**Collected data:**
****

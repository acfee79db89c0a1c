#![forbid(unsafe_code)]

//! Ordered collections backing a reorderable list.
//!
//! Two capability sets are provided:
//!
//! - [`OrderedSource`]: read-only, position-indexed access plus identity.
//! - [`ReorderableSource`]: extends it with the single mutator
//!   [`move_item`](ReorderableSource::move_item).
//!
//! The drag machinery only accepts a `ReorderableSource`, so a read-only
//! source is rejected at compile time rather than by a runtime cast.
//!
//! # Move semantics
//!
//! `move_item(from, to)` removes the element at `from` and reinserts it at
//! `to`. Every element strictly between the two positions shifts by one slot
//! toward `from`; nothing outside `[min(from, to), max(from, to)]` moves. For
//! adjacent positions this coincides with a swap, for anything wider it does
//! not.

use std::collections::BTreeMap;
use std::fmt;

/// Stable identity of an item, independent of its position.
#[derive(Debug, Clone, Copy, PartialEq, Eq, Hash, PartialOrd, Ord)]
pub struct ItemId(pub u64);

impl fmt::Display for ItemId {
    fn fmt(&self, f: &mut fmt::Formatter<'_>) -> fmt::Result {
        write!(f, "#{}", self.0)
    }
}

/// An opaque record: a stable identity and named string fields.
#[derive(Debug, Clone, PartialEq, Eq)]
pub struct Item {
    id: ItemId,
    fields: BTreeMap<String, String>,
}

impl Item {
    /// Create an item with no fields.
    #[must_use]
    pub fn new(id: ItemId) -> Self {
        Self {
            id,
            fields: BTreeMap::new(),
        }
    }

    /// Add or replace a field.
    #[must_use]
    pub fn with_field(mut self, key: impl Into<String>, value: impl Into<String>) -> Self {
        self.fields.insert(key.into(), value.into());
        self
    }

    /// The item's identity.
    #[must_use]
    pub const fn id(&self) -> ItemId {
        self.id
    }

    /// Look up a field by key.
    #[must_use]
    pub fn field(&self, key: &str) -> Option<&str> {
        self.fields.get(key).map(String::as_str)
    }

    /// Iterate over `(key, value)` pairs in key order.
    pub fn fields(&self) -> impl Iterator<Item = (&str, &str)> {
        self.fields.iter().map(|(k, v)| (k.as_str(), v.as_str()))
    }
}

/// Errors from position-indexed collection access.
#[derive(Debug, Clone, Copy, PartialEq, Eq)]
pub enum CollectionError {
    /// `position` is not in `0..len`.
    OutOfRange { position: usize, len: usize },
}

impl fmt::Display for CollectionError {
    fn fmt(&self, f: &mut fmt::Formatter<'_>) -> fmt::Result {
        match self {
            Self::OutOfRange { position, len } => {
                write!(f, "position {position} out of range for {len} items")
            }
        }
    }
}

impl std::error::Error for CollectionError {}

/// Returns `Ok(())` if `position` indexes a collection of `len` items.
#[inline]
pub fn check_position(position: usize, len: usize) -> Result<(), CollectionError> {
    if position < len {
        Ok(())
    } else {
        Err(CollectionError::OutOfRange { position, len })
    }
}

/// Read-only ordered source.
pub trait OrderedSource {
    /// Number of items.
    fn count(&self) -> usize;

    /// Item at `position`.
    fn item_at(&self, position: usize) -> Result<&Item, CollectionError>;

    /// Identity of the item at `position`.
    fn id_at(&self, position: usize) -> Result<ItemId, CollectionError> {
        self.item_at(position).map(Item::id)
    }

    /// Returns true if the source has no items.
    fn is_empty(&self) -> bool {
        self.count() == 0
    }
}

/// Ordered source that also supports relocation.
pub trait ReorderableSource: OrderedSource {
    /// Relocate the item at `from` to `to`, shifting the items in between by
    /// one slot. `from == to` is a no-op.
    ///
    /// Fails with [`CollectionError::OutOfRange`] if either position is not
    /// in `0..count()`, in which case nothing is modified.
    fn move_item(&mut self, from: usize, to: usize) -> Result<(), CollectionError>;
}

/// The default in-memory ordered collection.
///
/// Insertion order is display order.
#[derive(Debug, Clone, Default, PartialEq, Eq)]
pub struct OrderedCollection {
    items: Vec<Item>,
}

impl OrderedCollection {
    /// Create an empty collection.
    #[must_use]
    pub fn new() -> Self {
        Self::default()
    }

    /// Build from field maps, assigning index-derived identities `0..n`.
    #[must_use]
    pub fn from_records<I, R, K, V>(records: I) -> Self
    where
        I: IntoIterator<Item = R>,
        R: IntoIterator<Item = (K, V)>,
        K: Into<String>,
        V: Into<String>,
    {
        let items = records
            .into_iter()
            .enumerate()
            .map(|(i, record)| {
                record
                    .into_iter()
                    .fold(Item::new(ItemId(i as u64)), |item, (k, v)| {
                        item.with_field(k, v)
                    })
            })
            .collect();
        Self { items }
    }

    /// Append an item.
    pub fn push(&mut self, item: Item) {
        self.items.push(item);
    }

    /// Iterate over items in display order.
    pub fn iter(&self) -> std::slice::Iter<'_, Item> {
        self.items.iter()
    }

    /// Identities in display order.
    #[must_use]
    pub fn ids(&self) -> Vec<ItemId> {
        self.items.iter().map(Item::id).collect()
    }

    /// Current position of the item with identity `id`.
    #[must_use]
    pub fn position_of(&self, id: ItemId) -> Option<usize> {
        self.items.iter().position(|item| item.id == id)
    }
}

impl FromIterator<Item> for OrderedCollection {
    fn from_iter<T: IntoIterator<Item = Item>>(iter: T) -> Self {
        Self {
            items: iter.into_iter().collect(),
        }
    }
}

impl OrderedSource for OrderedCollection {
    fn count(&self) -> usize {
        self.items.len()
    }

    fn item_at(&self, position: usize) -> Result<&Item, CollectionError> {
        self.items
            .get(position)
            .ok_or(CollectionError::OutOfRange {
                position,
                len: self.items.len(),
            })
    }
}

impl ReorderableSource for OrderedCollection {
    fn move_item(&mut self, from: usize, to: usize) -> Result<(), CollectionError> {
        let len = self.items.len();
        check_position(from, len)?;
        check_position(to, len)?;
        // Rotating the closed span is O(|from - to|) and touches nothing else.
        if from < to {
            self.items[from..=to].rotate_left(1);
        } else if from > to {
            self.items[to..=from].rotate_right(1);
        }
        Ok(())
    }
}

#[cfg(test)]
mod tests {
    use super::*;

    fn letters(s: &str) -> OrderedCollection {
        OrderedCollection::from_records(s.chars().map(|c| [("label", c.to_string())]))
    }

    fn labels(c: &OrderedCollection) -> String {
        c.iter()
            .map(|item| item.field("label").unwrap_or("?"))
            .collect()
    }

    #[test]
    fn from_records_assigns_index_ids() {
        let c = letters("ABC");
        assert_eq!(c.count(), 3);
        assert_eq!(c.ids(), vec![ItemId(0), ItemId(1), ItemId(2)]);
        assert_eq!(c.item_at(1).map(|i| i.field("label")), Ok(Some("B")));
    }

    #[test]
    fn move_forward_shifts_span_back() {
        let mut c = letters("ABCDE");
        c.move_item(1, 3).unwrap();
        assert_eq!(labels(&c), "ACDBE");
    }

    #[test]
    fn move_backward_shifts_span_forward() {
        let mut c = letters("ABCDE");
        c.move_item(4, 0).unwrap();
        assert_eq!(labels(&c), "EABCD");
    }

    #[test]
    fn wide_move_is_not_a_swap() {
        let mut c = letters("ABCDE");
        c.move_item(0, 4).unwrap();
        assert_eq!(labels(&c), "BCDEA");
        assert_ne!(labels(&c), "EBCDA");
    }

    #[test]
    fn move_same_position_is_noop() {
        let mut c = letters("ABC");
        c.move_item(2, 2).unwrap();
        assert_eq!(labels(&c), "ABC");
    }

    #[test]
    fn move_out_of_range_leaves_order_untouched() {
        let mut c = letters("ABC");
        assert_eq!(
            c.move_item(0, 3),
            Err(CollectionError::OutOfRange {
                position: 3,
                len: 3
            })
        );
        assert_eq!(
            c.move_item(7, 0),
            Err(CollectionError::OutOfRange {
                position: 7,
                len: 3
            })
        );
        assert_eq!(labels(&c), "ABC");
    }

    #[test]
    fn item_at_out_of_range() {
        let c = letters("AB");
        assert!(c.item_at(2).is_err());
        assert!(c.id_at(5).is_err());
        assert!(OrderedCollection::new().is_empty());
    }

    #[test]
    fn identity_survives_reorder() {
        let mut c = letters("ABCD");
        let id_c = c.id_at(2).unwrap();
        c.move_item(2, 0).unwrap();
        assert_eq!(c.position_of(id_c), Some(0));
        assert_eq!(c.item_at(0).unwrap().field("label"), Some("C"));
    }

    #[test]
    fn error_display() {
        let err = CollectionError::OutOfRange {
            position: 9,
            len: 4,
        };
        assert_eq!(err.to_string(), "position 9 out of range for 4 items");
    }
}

****

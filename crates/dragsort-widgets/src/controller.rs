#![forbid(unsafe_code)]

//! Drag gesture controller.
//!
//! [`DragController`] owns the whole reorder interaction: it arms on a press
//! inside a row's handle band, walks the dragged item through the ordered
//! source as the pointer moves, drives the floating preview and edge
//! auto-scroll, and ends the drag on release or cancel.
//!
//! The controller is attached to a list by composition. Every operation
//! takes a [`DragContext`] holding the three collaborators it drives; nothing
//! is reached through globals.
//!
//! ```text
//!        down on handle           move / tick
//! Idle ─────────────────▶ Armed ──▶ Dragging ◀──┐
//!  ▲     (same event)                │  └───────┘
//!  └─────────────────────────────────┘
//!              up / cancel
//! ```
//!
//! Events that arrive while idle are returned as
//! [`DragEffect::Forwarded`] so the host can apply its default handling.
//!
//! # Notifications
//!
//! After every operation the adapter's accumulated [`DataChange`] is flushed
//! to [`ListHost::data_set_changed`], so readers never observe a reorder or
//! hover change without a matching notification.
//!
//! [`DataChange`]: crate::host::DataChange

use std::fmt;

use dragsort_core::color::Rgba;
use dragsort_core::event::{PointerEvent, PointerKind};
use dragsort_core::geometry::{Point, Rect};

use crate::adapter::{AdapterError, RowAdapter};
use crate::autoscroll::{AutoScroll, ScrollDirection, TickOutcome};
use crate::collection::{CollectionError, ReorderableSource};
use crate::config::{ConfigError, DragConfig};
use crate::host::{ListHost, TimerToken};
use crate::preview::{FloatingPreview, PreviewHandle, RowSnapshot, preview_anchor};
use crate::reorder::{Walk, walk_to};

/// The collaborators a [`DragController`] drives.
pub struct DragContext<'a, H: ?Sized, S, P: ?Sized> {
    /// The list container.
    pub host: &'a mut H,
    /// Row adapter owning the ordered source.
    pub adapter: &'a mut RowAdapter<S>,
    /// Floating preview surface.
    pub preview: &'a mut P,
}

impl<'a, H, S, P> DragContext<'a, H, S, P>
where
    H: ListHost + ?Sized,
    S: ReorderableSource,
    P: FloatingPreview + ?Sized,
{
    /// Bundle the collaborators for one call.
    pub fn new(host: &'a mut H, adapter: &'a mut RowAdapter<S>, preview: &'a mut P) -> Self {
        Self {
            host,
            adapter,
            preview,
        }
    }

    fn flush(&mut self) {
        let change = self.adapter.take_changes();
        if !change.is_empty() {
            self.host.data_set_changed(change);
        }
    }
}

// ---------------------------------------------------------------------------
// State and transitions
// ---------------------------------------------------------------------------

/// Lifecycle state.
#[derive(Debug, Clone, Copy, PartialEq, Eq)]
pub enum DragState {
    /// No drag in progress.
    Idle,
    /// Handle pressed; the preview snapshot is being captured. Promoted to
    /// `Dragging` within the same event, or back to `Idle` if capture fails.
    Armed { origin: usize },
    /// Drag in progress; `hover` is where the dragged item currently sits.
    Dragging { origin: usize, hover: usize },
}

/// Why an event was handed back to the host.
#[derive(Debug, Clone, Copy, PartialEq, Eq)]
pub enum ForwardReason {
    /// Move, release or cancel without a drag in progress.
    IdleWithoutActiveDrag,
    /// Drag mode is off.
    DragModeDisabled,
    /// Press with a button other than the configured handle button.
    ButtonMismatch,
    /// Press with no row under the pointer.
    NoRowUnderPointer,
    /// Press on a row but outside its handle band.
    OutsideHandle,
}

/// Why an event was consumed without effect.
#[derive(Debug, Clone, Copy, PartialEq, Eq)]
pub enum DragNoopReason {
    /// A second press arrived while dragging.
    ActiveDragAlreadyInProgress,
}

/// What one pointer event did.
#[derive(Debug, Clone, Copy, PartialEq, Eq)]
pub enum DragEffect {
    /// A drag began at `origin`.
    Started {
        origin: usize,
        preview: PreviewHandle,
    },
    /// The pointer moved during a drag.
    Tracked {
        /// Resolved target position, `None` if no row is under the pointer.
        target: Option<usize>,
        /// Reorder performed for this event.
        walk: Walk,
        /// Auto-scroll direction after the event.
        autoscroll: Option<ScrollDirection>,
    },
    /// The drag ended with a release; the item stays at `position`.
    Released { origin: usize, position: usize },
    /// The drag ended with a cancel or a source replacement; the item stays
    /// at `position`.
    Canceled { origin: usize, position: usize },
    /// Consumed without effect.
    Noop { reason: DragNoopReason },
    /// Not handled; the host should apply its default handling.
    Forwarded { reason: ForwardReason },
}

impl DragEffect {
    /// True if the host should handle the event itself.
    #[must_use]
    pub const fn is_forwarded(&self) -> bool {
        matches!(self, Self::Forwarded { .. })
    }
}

****

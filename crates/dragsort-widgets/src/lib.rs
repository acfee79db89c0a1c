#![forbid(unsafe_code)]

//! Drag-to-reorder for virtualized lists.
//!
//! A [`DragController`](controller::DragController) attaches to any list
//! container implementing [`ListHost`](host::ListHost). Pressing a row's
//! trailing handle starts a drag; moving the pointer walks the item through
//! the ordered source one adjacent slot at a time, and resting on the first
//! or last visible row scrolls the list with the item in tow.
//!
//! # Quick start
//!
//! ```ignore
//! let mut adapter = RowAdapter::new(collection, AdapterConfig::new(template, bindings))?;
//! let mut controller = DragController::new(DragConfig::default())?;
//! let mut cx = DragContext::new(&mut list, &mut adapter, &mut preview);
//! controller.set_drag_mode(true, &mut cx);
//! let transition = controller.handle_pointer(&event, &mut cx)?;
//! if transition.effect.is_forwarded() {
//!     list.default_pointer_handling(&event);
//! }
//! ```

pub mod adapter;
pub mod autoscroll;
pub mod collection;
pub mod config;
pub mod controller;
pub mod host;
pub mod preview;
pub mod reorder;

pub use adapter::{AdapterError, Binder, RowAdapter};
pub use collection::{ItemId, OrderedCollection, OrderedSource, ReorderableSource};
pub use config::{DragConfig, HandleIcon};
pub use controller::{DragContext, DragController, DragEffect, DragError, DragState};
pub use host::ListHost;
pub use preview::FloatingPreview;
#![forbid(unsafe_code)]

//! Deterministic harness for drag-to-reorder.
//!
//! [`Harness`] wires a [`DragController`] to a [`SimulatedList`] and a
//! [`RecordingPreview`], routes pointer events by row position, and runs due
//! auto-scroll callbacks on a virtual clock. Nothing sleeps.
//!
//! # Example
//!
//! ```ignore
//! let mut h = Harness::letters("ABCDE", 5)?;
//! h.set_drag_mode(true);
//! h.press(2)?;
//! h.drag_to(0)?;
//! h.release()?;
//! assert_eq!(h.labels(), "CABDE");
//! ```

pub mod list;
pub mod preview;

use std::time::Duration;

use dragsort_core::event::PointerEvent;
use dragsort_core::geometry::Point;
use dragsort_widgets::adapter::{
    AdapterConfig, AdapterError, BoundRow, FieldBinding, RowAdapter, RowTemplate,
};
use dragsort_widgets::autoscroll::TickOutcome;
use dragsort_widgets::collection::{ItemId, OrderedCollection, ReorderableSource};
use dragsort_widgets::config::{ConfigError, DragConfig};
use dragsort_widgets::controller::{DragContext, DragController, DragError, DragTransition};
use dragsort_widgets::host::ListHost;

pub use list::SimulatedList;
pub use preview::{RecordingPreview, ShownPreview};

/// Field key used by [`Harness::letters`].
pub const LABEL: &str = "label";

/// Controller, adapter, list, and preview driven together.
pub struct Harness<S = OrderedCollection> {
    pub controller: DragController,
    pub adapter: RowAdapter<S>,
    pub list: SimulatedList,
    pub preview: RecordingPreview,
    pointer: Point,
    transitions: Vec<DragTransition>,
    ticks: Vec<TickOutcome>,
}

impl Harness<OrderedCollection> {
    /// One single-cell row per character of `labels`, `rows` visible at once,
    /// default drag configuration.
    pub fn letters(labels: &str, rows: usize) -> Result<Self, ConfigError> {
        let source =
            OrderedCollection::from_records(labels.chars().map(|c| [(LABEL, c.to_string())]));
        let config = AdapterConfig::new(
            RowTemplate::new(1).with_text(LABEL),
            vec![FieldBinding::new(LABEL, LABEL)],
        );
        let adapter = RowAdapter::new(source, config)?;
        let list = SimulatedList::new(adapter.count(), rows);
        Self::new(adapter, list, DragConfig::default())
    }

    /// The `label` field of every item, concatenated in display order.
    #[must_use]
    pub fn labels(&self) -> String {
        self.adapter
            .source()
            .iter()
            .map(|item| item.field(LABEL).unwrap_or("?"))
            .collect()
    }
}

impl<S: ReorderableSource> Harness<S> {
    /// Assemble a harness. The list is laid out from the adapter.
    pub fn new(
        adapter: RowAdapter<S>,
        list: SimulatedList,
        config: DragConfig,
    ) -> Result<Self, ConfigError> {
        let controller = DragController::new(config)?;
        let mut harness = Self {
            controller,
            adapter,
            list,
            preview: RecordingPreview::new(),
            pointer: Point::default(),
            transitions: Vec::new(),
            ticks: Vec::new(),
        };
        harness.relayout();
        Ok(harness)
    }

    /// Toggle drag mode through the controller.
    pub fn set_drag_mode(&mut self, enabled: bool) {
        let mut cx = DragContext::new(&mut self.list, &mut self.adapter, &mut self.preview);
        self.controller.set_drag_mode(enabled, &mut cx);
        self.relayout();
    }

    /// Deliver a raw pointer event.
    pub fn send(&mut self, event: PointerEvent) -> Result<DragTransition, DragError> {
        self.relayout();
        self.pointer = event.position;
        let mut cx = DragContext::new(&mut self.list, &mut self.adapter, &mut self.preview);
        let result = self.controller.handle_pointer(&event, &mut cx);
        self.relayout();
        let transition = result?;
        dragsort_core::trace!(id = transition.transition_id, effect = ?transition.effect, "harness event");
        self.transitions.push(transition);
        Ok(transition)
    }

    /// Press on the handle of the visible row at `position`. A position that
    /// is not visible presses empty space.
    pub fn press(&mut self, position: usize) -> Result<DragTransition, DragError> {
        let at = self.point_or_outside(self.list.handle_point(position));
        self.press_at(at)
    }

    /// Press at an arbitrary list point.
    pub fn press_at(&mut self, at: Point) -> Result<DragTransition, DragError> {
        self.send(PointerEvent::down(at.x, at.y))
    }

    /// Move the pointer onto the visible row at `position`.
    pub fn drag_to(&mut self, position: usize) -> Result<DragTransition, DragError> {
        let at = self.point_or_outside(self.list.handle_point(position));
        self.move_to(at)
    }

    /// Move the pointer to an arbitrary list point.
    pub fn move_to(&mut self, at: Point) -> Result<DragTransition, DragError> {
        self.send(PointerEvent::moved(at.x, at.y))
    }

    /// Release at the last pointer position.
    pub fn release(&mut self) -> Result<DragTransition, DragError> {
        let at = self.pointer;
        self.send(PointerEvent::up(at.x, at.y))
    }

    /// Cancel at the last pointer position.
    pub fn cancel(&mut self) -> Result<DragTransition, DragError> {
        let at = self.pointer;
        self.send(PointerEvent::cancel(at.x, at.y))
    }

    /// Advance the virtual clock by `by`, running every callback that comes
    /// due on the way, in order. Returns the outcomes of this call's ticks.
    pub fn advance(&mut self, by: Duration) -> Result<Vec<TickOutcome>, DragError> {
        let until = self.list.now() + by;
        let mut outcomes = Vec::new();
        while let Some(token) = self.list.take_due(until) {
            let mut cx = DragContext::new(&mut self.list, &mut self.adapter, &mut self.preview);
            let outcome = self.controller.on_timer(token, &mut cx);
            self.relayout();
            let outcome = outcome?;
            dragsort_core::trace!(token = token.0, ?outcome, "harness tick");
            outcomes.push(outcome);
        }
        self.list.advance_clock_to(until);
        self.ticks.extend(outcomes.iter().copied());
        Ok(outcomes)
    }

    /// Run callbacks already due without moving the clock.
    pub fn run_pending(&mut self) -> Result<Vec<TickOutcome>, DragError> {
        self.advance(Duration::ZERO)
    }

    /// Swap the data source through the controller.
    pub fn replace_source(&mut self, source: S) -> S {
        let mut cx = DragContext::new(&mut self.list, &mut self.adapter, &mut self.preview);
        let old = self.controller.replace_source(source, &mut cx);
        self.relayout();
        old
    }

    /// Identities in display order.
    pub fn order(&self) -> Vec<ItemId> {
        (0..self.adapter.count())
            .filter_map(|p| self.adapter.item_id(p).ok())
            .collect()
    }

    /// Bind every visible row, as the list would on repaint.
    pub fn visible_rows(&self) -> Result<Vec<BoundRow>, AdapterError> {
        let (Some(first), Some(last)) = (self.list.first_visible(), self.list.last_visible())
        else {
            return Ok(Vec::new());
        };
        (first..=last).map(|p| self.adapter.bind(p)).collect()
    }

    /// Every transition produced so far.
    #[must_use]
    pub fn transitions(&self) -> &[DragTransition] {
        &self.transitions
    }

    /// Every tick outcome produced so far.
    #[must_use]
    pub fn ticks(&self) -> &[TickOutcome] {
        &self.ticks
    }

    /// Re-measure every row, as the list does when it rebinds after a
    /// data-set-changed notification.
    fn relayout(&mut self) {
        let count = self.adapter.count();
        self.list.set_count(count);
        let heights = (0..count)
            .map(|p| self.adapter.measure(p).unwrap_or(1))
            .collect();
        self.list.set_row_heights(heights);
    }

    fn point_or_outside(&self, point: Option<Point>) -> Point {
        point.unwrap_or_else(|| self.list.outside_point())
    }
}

****

**Task to complete:** Every line above with the string "Option" in it needs to be copied.

**Written reply:**
    pub fn field(&self, key: &str) -> Option<&str> {
    pub fn position_of(&self, id: ItemId) -> Option<usize> {
        target: Option<usize>,
        autoscroll: Option<ScrollDirection>,
    fn point_or_outside(&self, point: Option<Point>) -> Point {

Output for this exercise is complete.